Thanks guys........or ladies....lol No nightmare.
Name picking is just so hard sometimes....lol


----------



## PerfectlyFlawed (Jan 9, 2011)

lol..  you're welcome... and yes it is! But you get an *A* for effort :lmao: Love the lighting on the picture.


----------



## Frequency (Jan 9, 2011)

This is beautiful but never nightmarish 

Regards


----------



## GeorgieGirl (Jan 9, 2011)

Beautiful Lighting is a better title.


----------



## lauratuttle73 (Jan 17, 2011)

i like the depth of field and the tones in this, nicely done!


----------



## Cheffriis (Jan 17, 2011)

Very nice photo,even more so being as most flower pics are in colour but yet you can still sense the beauty of the flower without the colour here,as for name I probably would have gone with "Shaded beauty".


----------



## Troy2395 (Jan 17, 2011)

Elegant... nice work


----------



## PopCulture (Jan 18, 2011)

PerfectlyFlawed said:


> No.. Beautiful Yes. Nightmare...No. Nothing dreadful about this


 
My thought exactly! I see the beautiful, I just don't where the nightmare starts!
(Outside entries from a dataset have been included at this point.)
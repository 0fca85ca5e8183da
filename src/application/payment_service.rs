use crate::domain::errors::DomainResult;
use crate::domain::{Order, OrderStatusEvent, Payment};
use crate::ports::{PaymentGatewayPort, PaymentStorePort, StatusNotifierPort};
use std::sync::Arc;
use tracing::{debug, info, warn};

/// Description attached to every QR order sent to the gateway.
const QR_CODE_DESCRIPTION: &str = "Snack bar order";

/// Payment lifecycle orchestrator.
///
/// Coordinates the store, the gateway and the notifier; never talks to
/// transport or persistence protocols directly. The orchestrator holds no
/// mutable state of its own and performs no locking; operations for
/// different orders proceed fully in parallel, and the store provides the
/// only atomicity (per update call).
pub struct PaymentService<S, G, N> {
    store: Arc<S>,
    gateway: Arc<G>,
    notifier: Arc<N>,
}

impl<S, G, N> PaymentService<S, G, N>
where
    S: PaymentStorePort,
    G: PaymentGatewayPort,
    N: StatusNotifierPort + 'static,
{
    pub fn new(store: Arc<S>, gateway: Arc<G>, notifier: Arc<N>) -> Self {
        Self {
            store,
            gateway,
            notifier,
        }
    }

    /// Start a payment lifecycle for an order.
    ///
    /// Creates the pending record, announces the order to the queue and
    /// requests a QR code. When the gateway declines to issue a code the
    /// payment is cancelled instead of being left dangling in
    /// `AwaitingResponse`.
    pub async fn start(&self, order: &Order) -> DomainResult<Payment> {
        info!(order_id = %order.id, "starting payment");

        let mut payment = self.store.create(order).await?;
        debug!(payment_id = payment.id, "pending payment created");

        self.notify(&order.id, OrderStatusEvent::OrderSentToPayment);

        let issue = self.gateway.issue_qr_code(order, QR_CODE_DESCRIPTION).await?;
        if issue.is_issued() {
            payment.attach_gateway_qr(issue.gateway_reference, issue.qr_code)?;
            let payment = self.store.update(&payment).await?;
            info!(payment_id = payment.id, "payment updated with the issued qr code");
            Ok(payment)
        } else {
            warn!(order_id = %order.id, "gateway declined to issue a qr code, cancelling");
            self.cancel(&order.id).await
        }
    }

    /// Confirm the payment for an order as paid and hand the order to the
    /// kitchen queue.
    pub async fn mark_paid(&self, order_id: &str) -> DomainResult<Payment> {
        let mut payment = self.store.find_by_order(order_id).await?;
        payment.mark_paid();
        let payment = self.store.update(&payment).await?;

        self.notify(order_id, OrderStatusEvent::SentToKitchen);

        info!(order_id = %order_id, "payment confirmed as paid");
        Ok(payment)
    }

    /// Cancel the payment for an order.
    pub async fn cancel(&self, order_id: &str) -> DomainResult<Payment> {
        let mut payment = self.store.find_by_order(order_id).await?;
        payment.mark_cancelled();
        let payment = self.store.update(&payment).await?;

        self.notify(order_id, OrderStatusEvent::Cancelled);

        info!(order_id = %order_id, "payment cancelled");
        Ok(payment)
    }

    /// Current payment for an order, read-through to the store.
    pub async fn query_status(&self, order_id: &str) -> DomainResult<Payment> {
        self.store.find_by_order(order_id).await
    }

    /// Payment correlated to a gateway-assigned reference, read-through to
    /// the store.
    pub async fn query_by_gateway_reference(&self, reference: &str) -> DomainResult<Payment> {
        self.store.find_by_gateway_reference(reference).await
    }

    /// Reconcile a raw gateway webhook payload against the local records.
    ///
    /// The gateway contract requires a success acknowledgement regardless of
    /// the outcome, so every failure on this path is reduced to a logged
    /// no-op: an unparseable payload, a reference with no local payment, and
    /// a failed update all leave the store untouched and return normally.
    /// These warnings are the signal to alert on.
    pub async fn reconcile_webhook(&self, raw_payload: &str) {
        let notification = self.gateway.parse_webhook(raw_payload).await;
        if notification.is_empty() {
            debug!("webhook payload carries no final transaction, ignoring");
            return;
        }

        let payment = match self
            .query_by_gateway_reference(&notification.gateway_reference)
            .await
        {
            Ok(payment) => payment,
            Err(e) => {
                warn!(
                    gateway_reference = %notification.gateway_reference,
                    error = %e,
                    "webhook references no local payment, acknowledging anyway"
                );
                return;
            }
        };

        if !payment.is_open() {
            // No per-order serialization: a late webhook overwrites a
            // settled payment. Logged so the overlap is visible.
            warn!(
                order_id = %payment.order_id,
                status = %payment.status,
                "webhook arrived for a settled payment, status will be overwritten"
            );
        }

        let outcome = if notification.paid {
            self.mark_paid(&payment.order_id).await
        } else {
            self.cancel(&payment.order_id).await
        };

        match outcome {
            Ok(payment) => {
                info!(
                    order_id = %payment.order_id,
                    status = %payment.status,
                    "payment reconciled from webhook"
                );
            }
            Err(e) => {
                warn!(
                    order_id = %payment.order_id,
                    error = %e,
                    "webhook reconciliation failed, acknowledging anyway"
                );
            }
        }
    }

    /// Fire-and-forget status notification.
    ///
    /// The publish outcome never reaches the caller and never blocks the
    /// operation result; a failed delivery is only logged.
    fn notify(&self, order_id: &str, event: OrderStatusEvent) {
        let notifier = Arc::clone(&self.notifier);
        let order_id = order_id.to_string();
        tokio::spawn(async move {
            if !notifier.publish(&order_id, event).await {
                warn!(
                    order_id = %order_id,
                    event = %event,
                    "status notification was not delivered"
                );
            }
        });
    }
}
Love the pic tho! :thumbup:


----------



## Billhyco (Jan 21, 2011)

maybe if this was a photo of a known very deadly flower or catcus or some sort then nightmarish.  but i do love the photo.


----------



## Frequency (Jan 21, 2011)

That is probably orange/yellow cosmos flower...

Regards


----------



## FReed (Jan 21, 2011)

Lovely picture, think the title should have elegant in it, but can't think of anything suitable!


----------



## v3nom (Jan 21, 2011)

Elegant Beauty


----------



## thatfornoobs (Jan 26, 2011)

Beautiful photo anyways. ;p


----------